Like Wainaina, many Kenyans have understood the benefits on organic agriculture and are making the switch.  The Biovision HO and Biovision Africa Trust Staff from the www.infonet-biovision.org project paid a visit to OACK in Kangari to see how farmers are organically producing and to explore ways of collaborating with OACK to help them further.

The team visited Ms Miriam Njoki’s farm, on her 1 acre farm where she cultivates tea as a cash crop mixing with other food crops such as maize, vegetables (kales, spinach, cabbage and broccoli), bananas, sugarcane and fodder (nappier, calliandra). Ms. Njoki started practising organic farming a year ago after being trained by OACK. She said that with organic farming, she has been able to cut on the external inputs and still get higher yields.  Ms Njoki received a cow from her mother which now supplies her with the dung for composting and  use as fertilizer.

The team also visited Mr Apollo Ngumba and his family who live and depend on their 3 acre farm.
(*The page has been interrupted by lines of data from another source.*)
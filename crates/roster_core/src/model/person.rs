//! Person record.
//!
//! # Responsibility
//! - Define the person shape persisted in the `people` table.
//! - Carry the optional home/business address associations.
//!
//! # Invariants
//! - `id` is `None` until the store assigns it.
//! - `dob` is normalized to UTC; storage uses epoch milliseconds.
//! - An associated address may itself be unsaved; it is persisted before
//!   the person row and its fresh id recorded as the foreign key.

use crate::model::address::Address;
use crate::model::{require_non_blank, ValidationError};
use crate::repo::crud::{EntityId, Identified};
use chrono::{DateTime, Utc};
use rust_decimal::Decimal;
use serde::{Deserialize, Serialize};

/// A person on the roster, with optional compensation and contact fields
/// and up to two independently persisted address associations.
#[derive(Debug, Clone, PartialEq, Eq, Serialize, Deserialize)]
pub struct Person {
    /// Store-assigned identity. `None` means never persisted.
    pub id: Option<EntityId>,
    pub first_name: String,
    pub last_name: String,
    /// Date of birth, normalized to UTC.
    pub dob: DateTime<Utc>,
    /// Annual salary. Stored as exact decimal text.
    pub salary: Option<Decimal>,
    pub email: Option<String>,
    /// Optional home address association.
    pub home_address: Option<Address>,
    /// Optional business address association.
    pub business_address: Option<Address>,
}

impl Person {
    /// Creates an unsaved person with the required fields set.
    pub fn new(
        first_name: impl Into<String>,
        last_name: impl Into<String>,
        dob: DateTime<Utc>,
    ) -> Self {
        Self {
            id: None,
            first_name: first_name.into(),
            last_name: last_name.into(),
            dob,
            salary: None,
            email: None,
            home_address: None,
            business_address: None,
        }
    }

    /// Checks invariants that must hold before persistence.
    ///
    /// Associated addresses are validated by their own repository on the
    /// cascade path.
    pub fn validate(&self) -> Result<(), ValidationError> {
        require_non_blank("person", "first_name", &self.first_name)?;
        require_non_blank("person", "last_name", &self.last_name)?;
        Ok(())
    }
}

impl Identified for Person {
    fn identity(&self) -> Option<EntityId> {
        self.id
    }

    fn assign_identity(&mut self, id: EntityId) {
        self.id = Some(id);
    }
}

#[cfg(test)]
mod tests {
    use super::Person;
    use crate::model::ValidationError;
    use crate::repo::crud::Identified;
    use chrono::{TimeZone, Utc};

    fn sample() -> Person {
        Person::new(
            "John",
            "Smith",
            Utc.with_ymd_and_hms(1980, 11, 15, 21, 15, 0).unwrap(),
        )
    }

    #[test]
    fn new_person_is_unsaved() {
        let person = sample();
        assert_eq!(person.identity(), None);
        assert!(person.salary.is_none());
        assert!(person.home_address.is_none());
        assert!(person.business_address.is_none());
    }

    #[test]
    fn assign_identity_sets_the_id_slot() {
        let mut person = sample();
        person.assign_identity(41);
        assert_eq!(person.identity(), Some(41));
    }

    #[test]
    fn person_serializes_to_json_and_back() {
        let mut person = sample();
        person.email = Some("john.smith@example.com".to_string());

        let json = serde_json::to_string(&person).unwrap();
        let back: Person = serde_json::from_str(&json).unwrap();
        assert_eq!(back, person);
    }

    #[test]
    fn blank_name_is_rejected() {
        let mut person = sample();
        person.last_name = String::new();
        assert_eq!(
            person.validate(),
            Err(ValidationError::BlankField {
                record: "person",
                field: "last_name"
            })
        );
    }
}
Like the first farmer, they also cultivate tea in combination with other food crops such as banana, pumpkin, passion fruit, tree tomato, broccoli, nightshade, calliandra, desmodium, baby corn and maize. For 5 years now, Mr Ngumba has cultivated all his crops organically and he says he has no regrets for switching to organic agriculture.

The two kenyan based organisations; OACK and Infonet are now working on how they will collaborate to assist farmers.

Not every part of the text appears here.